## Extracted information
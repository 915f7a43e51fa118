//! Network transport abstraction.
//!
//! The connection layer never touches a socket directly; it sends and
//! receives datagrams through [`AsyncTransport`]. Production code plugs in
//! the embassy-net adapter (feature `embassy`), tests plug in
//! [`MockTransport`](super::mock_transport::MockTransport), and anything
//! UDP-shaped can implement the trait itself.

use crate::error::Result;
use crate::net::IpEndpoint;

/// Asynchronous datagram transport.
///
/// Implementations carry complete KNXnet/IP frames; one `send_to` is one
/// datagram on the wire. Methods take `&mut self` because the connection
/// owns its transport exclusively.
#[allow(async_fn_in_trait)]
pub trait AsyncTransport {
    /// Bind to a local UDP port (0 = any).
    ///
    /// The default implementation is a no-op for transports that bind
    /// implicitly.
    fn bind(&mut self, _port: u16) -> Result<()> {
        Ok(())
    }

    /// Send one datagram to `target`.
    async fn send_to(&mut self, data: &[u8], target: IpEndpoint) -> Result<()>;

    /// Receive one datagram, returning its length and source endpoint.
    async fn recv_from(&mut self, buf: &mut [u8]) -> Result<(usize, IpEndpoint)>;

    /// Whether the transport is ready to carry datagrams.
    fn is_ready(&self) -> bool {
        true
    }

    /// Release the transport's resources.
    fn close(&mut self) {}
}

--

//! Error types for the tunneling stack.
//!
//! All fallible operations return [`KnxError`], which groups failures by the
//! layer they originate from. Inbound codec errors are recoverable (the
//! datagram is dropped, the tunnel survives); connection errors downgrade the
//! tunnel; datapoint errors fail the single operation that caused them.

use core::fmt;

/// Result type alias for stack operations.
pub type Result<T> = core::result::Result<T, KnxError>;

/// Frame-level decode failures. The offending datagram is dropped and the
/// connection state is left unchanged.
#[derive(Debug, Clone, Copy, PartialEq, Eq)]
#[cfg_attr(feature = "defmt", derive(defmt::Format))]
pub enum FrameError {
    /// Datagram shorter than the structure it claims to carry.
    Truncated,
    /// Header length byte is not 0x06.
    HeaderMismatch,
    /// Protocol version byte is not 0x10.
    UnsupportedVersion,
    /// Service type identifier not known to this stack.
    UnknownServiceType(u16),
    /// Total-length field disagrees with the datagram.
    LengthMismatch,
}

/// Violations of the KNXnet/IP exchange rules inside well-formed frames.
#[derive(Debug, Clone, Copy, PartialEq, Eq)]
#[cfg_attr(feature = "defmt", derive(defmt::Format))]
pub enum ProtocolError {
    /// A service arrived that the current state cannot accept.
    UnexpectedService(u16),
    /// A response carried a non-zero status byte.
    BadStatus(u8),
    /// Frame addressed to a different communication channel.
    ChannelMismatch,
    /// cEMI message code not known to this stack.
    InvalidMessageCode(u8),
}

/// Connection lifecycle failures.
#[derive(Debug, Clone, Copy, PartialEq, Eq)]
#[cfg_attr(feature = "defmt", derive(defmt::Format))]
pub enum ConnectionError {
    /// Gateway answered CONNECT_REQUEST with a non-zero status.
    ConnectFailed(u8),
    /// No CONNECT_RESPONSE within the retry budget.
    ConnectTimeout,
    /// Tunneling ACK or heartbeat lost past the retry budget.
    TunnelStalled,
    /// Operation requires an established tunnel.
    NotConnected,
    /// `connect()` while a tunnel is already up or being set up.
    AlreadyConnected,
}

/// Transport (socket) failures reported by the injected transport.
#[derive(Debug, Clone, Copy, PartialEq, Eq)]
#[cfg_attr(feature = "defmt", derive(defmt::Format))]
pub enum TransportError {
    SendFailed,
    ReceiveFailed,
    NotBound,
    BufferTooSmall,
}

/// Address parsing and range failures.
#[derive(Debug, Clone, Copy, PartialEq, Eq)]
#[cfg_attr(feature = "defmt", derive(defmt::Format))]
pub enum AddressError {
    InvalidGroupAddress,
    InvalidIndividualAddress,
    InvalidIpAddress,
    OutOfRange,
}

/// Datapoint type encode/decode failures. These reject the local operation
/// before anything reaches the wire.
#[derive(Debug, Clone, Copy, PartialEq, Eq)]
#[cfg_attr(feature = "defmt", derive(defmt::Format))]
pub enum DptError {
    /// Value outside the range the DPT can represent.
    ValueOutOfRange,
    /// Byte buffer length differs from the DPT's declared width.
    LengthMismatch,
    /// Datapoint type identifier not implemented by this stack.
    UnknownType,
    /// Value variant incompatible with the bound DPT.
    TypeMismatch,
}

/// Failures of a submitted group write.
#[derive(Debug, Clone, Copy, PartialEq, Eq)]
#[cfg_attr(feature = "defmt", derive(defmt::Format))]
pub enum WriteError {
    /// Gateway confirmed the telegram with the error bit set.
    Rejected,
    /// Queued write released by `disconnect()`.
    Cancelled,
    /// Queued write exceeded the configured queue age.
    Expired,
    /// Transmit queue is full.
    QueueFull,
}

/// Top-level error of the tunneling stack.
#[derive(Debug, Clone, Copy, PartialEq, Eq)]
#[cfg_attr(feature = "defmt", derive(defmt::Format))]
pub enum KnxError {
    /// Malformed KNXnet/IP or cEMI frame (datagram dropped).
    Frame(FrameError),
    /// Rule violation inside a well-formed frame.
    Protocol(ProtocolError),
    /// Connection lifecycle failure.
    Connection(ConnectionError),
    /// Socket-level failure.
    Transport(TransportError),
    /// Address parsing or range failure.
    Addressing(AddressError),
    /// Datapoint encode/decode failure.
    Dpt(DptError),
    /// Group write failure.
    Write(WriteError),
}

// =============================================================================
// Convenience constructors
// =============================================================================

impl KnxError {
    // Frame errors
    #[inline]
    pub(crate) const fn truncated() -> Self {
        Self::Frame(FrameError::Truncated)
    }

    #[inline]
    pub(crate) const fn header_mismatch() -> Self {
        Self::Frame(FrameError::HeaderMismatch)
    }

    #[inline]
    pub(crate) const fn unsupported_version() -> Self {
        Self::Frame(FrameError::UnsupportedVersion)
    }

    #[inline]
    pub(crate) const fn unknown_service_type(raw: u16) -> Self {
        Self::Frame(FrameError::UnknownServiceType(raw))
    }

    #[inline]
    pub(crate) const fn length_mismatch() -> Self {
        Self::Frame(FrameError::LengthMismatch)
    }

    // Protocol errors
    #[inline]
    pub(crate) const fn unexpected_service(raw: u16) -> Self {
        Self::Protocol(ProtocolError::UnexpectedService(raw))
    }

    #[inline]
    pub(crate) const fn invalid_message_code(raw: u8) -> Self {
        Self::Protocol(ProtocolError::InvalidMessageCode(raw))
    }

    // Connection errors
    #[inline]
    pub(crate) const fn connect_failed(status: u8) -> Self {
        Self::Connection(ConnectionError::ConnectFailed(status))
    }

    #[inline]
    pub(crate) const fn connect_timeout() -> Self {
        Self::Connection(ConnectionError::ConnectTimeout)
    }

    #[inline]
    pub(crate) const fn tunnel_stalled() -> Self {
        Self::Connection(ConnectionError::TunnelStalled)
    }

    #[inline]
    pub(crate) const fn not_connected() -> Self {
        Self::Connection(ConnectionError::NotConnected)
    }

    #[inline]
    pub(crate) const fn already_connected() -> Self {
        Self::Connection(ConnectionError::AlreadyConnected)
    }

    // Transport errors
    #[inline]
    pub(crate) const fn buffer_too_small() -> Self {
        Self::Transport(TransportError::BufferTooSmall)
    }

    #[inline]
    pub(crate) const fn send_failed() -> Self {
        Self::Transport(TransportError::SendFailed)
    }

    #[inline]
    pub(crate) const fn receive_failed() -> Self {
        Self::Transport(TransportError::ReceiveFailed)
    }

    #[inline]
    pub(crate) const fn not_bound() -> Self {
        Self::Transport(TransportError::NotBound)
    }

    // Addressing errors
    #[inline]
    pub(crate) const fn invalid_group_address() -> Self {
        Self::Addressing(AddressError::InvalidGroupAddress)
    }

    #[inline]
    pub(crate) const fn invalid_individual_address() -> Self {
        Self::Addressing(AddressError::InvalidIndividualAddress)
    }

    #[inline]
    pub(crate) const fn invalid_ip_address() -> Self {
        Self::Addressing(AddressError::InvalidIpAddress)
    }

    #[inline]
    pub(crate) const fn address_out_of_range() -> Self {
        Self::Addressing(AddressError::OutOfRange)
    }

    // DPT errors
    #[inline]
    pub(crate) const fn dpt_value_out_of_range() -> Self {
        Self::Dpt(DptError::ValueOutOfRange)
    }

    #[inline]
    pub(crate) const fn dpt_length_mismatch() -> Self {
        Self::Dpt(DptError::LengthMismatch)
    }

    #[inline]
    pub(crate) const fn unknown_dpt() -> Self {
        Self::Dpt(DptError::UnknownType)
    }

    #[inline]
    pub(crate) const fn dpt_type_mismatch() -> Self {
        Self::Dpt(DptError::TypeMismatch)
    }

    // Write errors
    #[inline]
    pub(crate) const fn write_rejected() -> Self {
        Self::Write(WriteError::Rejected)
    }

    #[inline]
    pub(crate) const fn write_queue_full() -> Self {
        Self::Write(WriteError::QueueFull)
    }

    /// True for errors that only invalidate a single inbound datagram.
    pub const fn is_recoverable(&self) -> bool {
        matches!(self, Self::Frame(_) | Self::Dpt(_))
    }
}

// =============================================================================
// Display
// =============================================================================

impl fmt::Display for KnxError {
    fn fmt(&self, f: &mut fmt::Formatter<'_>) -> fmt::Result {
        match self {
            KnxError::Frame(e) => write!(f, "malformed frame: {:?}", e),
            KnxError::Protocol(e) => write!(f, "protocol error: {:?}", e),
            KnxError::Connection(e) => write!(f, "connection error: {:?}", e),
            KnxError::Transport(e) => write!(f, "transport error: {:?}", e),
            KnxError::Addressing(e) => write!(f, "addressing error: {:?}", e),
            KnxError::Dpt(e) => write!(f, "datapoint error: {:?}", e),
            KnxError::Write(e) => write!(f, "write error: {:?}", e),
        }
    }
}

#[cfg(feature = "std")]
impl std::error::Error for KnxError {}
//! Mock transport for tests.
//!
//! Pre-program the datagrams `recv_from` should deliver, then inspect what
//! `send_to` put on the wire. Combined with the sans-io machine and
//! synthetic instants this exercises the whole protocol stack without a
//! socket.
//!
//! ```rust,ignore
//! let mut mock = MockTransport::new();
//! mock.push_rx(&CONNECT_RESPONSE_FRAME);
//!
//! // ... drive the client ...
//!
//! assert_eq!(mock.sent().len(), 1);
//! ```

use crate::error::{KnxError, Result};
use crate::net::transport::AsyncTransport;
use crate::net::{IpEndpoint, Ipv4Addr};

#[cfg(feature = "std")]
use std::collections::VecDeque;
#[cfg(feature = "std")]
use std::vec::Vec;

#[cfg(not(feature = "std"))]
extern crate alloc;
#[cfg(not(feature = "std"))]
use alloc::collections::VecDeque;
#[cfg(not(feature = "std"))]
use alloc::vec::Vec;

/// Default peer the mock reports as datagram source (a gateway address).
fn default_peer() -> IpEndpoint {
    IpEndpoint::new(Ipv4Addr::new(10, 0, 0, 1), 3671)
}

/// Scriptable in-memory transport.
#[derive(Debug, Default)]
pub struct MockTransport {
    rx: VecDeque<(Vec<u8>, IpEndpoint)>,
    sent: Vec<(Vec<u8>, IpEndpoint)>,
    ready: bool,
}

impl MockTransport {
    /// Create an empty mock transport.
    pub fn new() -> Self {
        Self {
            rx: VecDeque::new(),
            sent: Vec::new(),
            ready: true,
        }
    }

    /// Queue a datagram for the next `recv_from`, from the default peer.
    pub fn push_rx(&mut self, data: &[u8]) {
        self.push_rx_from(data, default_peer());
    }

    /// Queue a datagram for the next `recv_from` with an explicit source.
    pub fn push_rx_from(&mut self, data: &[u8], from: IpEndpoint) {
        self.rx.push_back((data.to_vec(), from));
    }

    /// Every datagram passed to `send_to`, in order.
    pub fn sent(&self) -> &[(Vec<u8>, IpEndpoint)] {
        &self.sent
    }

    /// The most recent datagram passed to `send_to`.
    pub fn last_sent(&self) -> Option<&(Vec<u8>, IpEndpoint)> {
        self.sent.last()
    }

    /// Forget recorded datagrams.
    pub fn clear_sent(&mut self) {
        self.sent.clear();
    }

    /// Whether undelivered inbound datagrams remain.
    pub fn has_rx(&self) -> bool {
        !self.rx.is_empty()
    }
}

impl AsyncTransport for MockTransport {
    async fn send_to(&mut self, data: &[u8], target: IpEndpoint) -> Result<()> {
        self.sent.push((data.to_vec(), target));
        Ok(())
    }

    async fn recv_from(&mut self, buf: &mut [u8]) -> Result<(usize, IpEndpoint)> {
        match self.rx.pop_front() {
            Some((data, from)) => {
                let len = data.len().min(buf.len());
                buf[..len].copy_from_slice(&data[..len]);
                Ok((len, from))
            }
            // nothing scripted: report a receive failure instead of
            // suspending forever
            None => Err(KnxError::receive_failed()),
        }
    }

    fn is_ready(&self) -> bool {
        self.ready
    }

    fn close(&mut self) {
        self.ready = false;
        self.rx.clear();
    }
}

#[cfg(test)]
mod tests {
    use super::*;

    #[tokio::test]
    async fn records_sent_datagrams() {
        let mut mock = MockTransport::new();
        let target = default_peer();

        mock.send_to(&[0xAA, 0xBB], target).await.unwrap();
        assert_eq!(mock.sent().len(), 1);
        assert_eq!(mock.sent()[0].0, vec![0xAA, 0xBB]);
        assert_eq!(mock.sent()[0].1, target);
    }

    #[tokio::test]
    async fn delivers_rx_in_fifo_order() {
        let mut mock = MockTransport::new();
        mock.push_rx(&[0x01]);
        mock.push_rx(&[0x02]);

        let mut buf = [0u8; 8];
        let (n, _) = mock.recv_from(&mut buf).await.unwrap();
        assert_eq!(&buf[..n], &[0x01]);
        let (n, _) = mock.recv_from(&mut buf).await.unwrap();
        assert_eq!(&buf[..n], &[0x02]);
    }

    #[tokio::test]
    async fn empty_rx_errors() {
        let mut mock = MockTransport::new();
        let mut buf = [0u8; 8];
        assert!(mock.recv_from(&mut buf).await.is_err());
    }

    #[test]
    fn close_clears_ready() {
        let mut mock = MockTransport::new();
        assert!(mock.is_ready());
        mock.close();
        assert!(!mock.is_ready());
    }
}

## Instructions to follow
Using the entries above, tally how many lines have the word "ReceiveFailed" in them; write the number and nothing more.

## Output for this exercise
2